Abstract: The problem of inferring object shape from a single 2D image is underconstrained. Prior knowledge about what objects are plausible can help,
but even given such prior knowledge there may
still be uncertainty about the shapes of occluded
parts of objects. Recently, conditional neural radiance field (NeRF) models have been developed
that can learn to infer good point estimates of
3D models from single 2D images. The problem of inferring uncertainty estimates for these
models has received less attention. In this work,
we propose probabilistic NeRF (ProbNeRF), a
model and inference strategy for learning probabilistic generative models of 3D objects’ shapes
and appearances, and for doing posterior inference to recover those properties from 2D images. ProbNeRF is trained as a variational autoencoder, but at test time we use Hamiltonian
Monte Carlo (HMC) for inference.
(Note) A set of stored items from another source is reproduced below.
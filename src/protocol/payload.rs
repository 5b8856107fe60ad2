//! Application payloads.
//!
//! A payload is a type discriminator plus a field set. The field set sits
//! behind a per-payload lock so a payload attached to a shared envelope can be
//! copied while another task is reading or updating it.
//!
//! Lock order: when both are held, the owning envelope's lock is taken
//! before the payload's. New payload types must keep that order.

use std::fmt;
use std::sync::{Mutex, MutexGuard, PoisonError};

use serde::{Deserialize, Serialize};
use serde_json::{Map, Value};

/// Application data unit carried by an envelope.
#[derive(Serialize, Deserialize)]
#[serde(from = "PayloadSnapshot", into = "PayloadSnapshot")]
pub struct Payload {
    type_name: String,
    fields: Mutex<Map<String, Value>>,
}

/// Serializable, lock-free view of a payload.
#[derive(Debug, Clone, PartialEq, Serialize, Deserialize)]
pub struct PayloadSnapshot {
    /// Routing discriminator
    #[serde(rename = "type")]
    pub type_name: String,
    /// Field values
    #[serde(default, skip_serializing_if = "Map::is_empty")]
    pub fields: Map<String, Value>,
}

impl Payload {
    /// Create an empty payload of the given logical type.
    pub fn new(type_name: impl Into<String>) -> Self {
        Self {
            type_name: type_name.into(),
            fields: Mutex::new(Map::new()),
        }
    }

    /// Builder-style field setter.
    pub fn with_field(mut self, name: impl Into<String>, value: impl Into<Value>) -> Self {
        self.fields
            .get_mut()
            .unwrap_or_else(PoisonError::into_inner)
            .insert(name.into(), value.into());
        self
    }

    /// Logical type discriminator used for routing.
    pub fn type_name(&self) -> &str {
        &self.type_name
    }

    /// Check the discriminator.
    pub fn is(&self, type_name: &str) -> bool {
        self.type_name == type_name
    }

    /// Copy of a single field value.
    pub fn field(&self, name: &str) -> Option<Value> {
        self.lock_fields().get(name).cloned()
    }

    /// Set a field, returning the previous value.
    pub fn set_field(&self, name: impl Into<String>, value: impl Into<Value>) -> Option<Value> {
        self.lock_fields().insert(name.into(), value.into())
    }

    /// Remove a field.
    pub fn remove_field(&self, name: &str) -> Option<Value> {
        self.lock_fields().remove(name)
    }

    /// Number of fields.
    pub fn field_count(&self) -> usize {
        self.lock_fields().len()
    }

    /// Copy the payload under its lock.
    ///
    /// The copy shares nothing with `self`; later mutation of either side is
    /// invisible to the other.
    pub fn shallow_clone(&self) -> Payload {
        let fields = self.lock_fields().clone();
        Payload {
            type_name: self.type_name.clone(),
            fields: Mutex::new(fields),
        }
    }

    /// Lock-free view for serialization and comparison.
    pub fn snapshot(&self) -> PayloadSnapshot {
        PayloadSnapshot {
            type_name: self.type_name.clone(),
            fields: self.lock_fields().clone(),
        }
    }

    fn lock_fields(&self) -> MutexGuard<'_, Map<String, Value>> {
        self.fields.lock().unwrap_or_else(PoisonError::into_inner)
    }
}

impl Clone for Payload {
    fn clone(&self) -> Self {
        self.shallow_clone()
    }
}

impl PartialEq for Payload {
    fn eq(&self, other: &Self) -> bool {
        if std::ptr::eq(self, other) {
            return true;
        }
        self.snapshot() == other.snapshot()
    }
}

impl fmt::Debug for Payload {
    fn fmt(&self, f: &mut fmt::Formatter<'_>) -> fmt::Result {
        f.debug_struct("Payload")
            .field("type", &self.type_name)
            .field("fields", &*self.lock_fields())
            .finish()
    }
}

impl From<PayloadSnapshot> for Payload {
    fn from(snapshot: PayloadSnapshot) -> Self {
        Self {
            type_name: snapshot.type_name,
            fields: Mutex::new(snapshot.fields),
        }
    }
}

impl From<Payload> for PayloadSnapshot {
    fn from(payload: Payload) -> Self {
        PayloadSnapshot {
            type_name: payload.type_name,
            fields: payload
                .fields
                .into_inner()
                .unwrap_or_else(PoisonError::into_inner),
        }
    }
}
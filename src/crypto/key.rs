//! Key material shared by both halves of a crypto pairing.

use std::fmt;

/// Key material (secret bytes)
#[derive(Clone, PartialEq, Eq)]
pub struct KeyMaterial {
    bytes: Vec<u8>,
}

impl KeyMaterial {
    /// Create new key material from bytes
    pub fn new(bytes: Vec<u8>) -> Self {
        Self { bytes }
    }

    /// Generate random key material of `len` bytes.
    #[cfg(feature = "crypto")]
    pub fn random(len: usize) -> Self {
        use rand::RngCore;

        let mut bytes = vec![0u8; len];
        rand::thread_rng().fill_bytes(&mut bytes);
        Self::new(bytes)
    }

    /// Get the key bytes
    pub fn as_bytes(&self) -> &[u8] {
        &self.bytes
    }

    /// Get the key length
    pub fn len(&self) -> usize {
        self.bytes.len()
    }

    /// Check if the key is empty
    pub fn is_empty(&self) -> bool {
        self.bytes.is_empty()
    }
}

impl fmt::Debug for KeyMaterial {
    fn fmt(&self, f: &mut fmt::Formatter<'_>) -> fmt::Result {
        // Don't leak key material in debug output
        write!(f, "KeyMaterial([REDACTED, {} bytes])", self.bytes.len())
    }
}

impl Drop for KeyMaterial {
    fn drop(&mut self) {
        #[cfg(feature = "crypto")]
        {
            use zeroize::Zeroize;
            self.bytes.zeroize();
        }

        #[cfg(not(feature = "crypto"))]
        for byte in &mut self.bytes {
            *byte = 0;
        }
    }
}
//! # Peerwire - Peer Session Protocol Engine
//!
//! Typed envelopes, role-gated sends and buffer-safe transports for
//! client/server applications built on stream or datagram connections.
//!
//! ## Features
//!
//! - **Typed envelopes**: Request, Response and Event variants with a fixed
//!   operation kind, built through one factory and dispatched through one
//!   receiver entry point
//! - **Role-gated sessions**: a session may send a kind only when its role
//!   and its transport both allow it, checked on every send
//! - **Request routing**: inbound requests reach an application hook through
//!   the session's subscription table
//! - **Sync/async transports**: implement the async primitives once, get
//!   blocking forms, timeouts and cancellation for free
//! - **Buffer-safe reads**: a decorator serializes read-side operations and
//!   clears buffers after every message
//! - **Crypto pairing**: encryption and decryption halves keyed together
//!   (ChaCha20-Poly1305 with the `crypto` feature)
//!
//! ## Architecture
//!
//! ```text
//!  Remote peer                                         Application
//!      │                                                    ▲
//!      ▼                                                    │ on_receive_request
//!  TcpNetworkClient ─► FramedMessageClient ─► Decorator ─► PeerSession
//!      ▲                                                    │ send_response
//!      │                                                    ▼
//!      └──────────────── run_writer ◄──────────── QueuedSendService
//! ```
//!
//! ## Quick Start
//!
//! ```rust,ignore
//! use std::sync::Arc;
//! use peerwire::prelude::*;
//!
//! let tcp = TcpNetworkClient::from_stream(stream).await?;
//! let details = tcp.connection_details().ok_or(PeerError::NotConnected)?;
//! let client = Arc::new(ClearBuffersAfterReadDecorator::new(FramedMessageClient::new(tcp))?);
//!
//! let (service, outbound) = QueuedSendService::new(OperationKinds::RESPONSES_AND_EVENTS);
//! let handler = |sender: &SessionSender, request: &RequestMessage, _: &MessageParameters| {
//!     if request.payload().is("Ping") {
//!         let _ = sender.send_response(Payload::new("Pong"), DeliveryMethod::ReliableOrdered);
//!     }
//! };
//! let session = PeerSession::client(Arc::new(handler), Arc::new(service), details);
//!
//! let token = CancellationToken::new();
//! tokio::spawn(run_writer(Arc::clone(&client), outbound, token.clone()));
//! drive_session(&session, &*client, &token).await?;
//! ```
//!
//! ## Modules
//!
//! - [`protocol`]: Payloads, envelopes, message parameters
//! - [`session`]: Peer sessions, send services, read loop
//! - [`transport`]: Transport contract, framing, decorator, TCP
//! - [`serialization`]: Field/include tags and the envelope codec
//! - [`crypto`]: Crypto initialization pairing
//! - [`config`]: Configuration management
//! - [`logging`]: Tracing subscriber setup
//! - [`error`]: Error types and result aliases

pub mod config;
pub mod crypto;
pub mod error;
pub mod logging;
pub mod protocol;
pub mod serialization;
pub mod session;
pub mod transport;

// Re-exports for convenience
pub use config::Config;
pub use error::{PeerError, Result};
pub use protocol::{
    DeliveryMethod, Envelope, MessageParameters, OperationKind, OperationKinds, Payload,
    SendResult,
};
pub use session::{PeerRole, PeerSession, SessionSender};
pub use transport::{NetworkClient, NetworkMessageClient, ReadOutcome};

/// Library version
pub const VERSION: &str = env!("CARGO_PKG_VERSION");

/// Common imports for applications.
pub mod prelude {
    pub use tokio_util::sync::CancellationToken;

    pub use crate::error::{PeerError, Result};
    pub use crate::protocol::{
        DeliveryMethod, Envelope, EnvelopeReceiver, MessageParameters, OperationKind,
        OperationKinds, Payload, RequestMessage, SendResult, StaticPayloadParameters,
    };
    pub use crate::session::{
        drive_session, drive_session_with, run_writer, NetworkMessageSendService,
        PeerPayloadSendService, PeerRole, PeerSession, QueuedSendService, RequestHandler,
        SessionSender,
    };
    pub use crate::transport::{
        ClearBuffersAfterReadDecorator, ConnectionDetails, FramedMessageClient, NetworkClient,
        NetworkMessageClient, ReadOutcome, TcpNetworkClient,
    };
}
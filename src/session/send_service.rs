//! Queue-backed send service and its writer task.

use std::fmt;
use std::sync::Arc;

use async_trait::async_trait;
use tokio::sync::mpsc;
use tokio_util::sync::CancellationToken;

use super::NetworkMessageSendService;
use crate::crypto::PayloadCipher;
use crate::error::{PeerError, Result};
use crate::protocol::{
    DeliveryMethod, Envelope, EnvelopeParameters, MessageParameters, OperationKind,
    OperationKinds, Payload, SendResult,
};
use crate::transport::{NetworkMessageClient, OutgoingMessage};

/// Peer-facing send contract.
#[async_trait]
pub trait PeerPayloadSendService: Send + Sync {
    /// Send `payload` with `method`.
    async fn send_message(&self, payload: Payload, method: DeliveryMethod) -> SendResult;
}

/// Builds envelopes and queues them for [`run_writer`].
pub struct QueuedSendService {
    permitted: OperationKinds,
    queue: mpsc::UnboundedSender<OutgoingMessage>,
    cipher: Option<Arc<dyn PayloadCipher>>,
}

impl QueuedSendService {
    /// Service permitting `permitted`, plus the receiving end of its queue.
    pub fn new(permitted: OperationKinds) -> (Self, mpsc::UnboundedReceiver<OutgoingMessage>) {
        let (queue, outbound) = mpsc::unbounded_channel();
        (
            Self {
                permitted,
                queue,
                cipher: None,
            },
            outbound,
        )
    }

    /// Check encrypted sends against `cipher`.
    pub fn with_cipher(mut self, cipher: Arc<dyn PayloadCipher>) -> Self {
        self.cipher = Some(cipher);
        self
    }

    /// Whether the writer end is still alive.
    pub fn is_open(&self) -> bool {
        !self.queue.is_closed()
    }

    fn cipher_ready(&self) -> bool {
        self.cipher.as_ref().is_some_and(|cipher| cipher.is_ready())
    }
}

impl NetworkMessageSendService for QueuedSendService {
    fn can_send(&self, kind: OperationKind) -> bool {
        self.permitted.contains(kind) && self.is_open()
    }

    fn try_send_message(
        &self,
        kind: OperationKind,
        payload: Payload,
        parameters: MessageParameters,
    ) -> Result<SendResult> {
        if !self.permitted.contains(kind) {
            tracing::debug!(?kind, "kind not permitted on this transport");
            return Ok(SendResult::PermissionDenied);
        }
        if parameters.encrypted && !self.cipher_ready() {
            return Err(PeerError::CryptoNotInitialized);
        }

        let envelope = Envelope::create(payload, EnvelopeParameters::for_kind(kind))?;
        match self.queue.send(OutgoingMessage {
            envelope,
            parameters,
        }) {
            Ok(()) => Ok(SendResult::Enqueued),
            Err(_) => {
                tracing::warn!(?kind, "outbound queue closed");
                Ok(SendResult::FailedNotConnected)
            },
        }
    }
}

#[async_trait]
impl PeerPayloadSendService for QueuedSendService {
    async fn send_message(&self, payload: Payload, method: DeliveryMethod) -> SendResult {
        match self.try_send_message(
            OperationKind::Request,
            payload,
            MessageParameters::new(method),
        ) {
            Ok(result) => result,
            Err(err) => {
                tracing::warn!(error = %err, "request could not be queued");
                SendResult::SerializationFailed
            },
        }
    }
}

impl fmt::Debug for QueuedSendService {
    fn fmt(&self, f: &mut fmt::Formatter<'_>) -> fmt::Result {
        f.debug_struct("QueuedSendService")
            .field("permitted", &self.permitted)
            .field("open", &self.is_open())
            .field("cipher_ready", &self.cipher_ready())
            .finish()
    }
}

/// Drain `outbound` into `client` until `token` fires or the queue closes.
///
/// A write failure is logged and ends the writer with that error.
pub async fn run_writer<C>(
    client: Arc<C>,
    mut outbound: mpsc::UnboundedReceiver<OutgoingMessage>,
    token: CancellationToken,
) -> Result<()>
where
    C: NetworkMessageClient + ?Sized,
{
    loop {
        let message = tokio::select! {
            biased;
            () = token.cancelled() => break,
            next = outbound.recv() => match next {
                Some(message) => message,
                None => break,
            },
        };

        let kind = message.envelope.operation_kind();
        if let Err(err) = client.write_message(message).await {
            tracing::warn!(?kind, error = %err, "write failed, stopping writer");
            return Err(err);
        }
    }
    tracing::debug!("writer stopped");
    Ok(())
}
Given one
or a few 2D images of an object (which may be
partially occluded), ProbNeRF is able not only to
accurately model the parts it sees, but also to propose realistic and diverse hypotheses about the
parts it does not see. We show that key to the
success of ProbNeRF are (i) a deterministic rendering scheme, (ii) an annealed-HMC strategy,
(iii) a hypernetwork-based decoder architecture,
and (iv) doing inference over a full set of NeRF
weights, rather than just a low-dimensional code.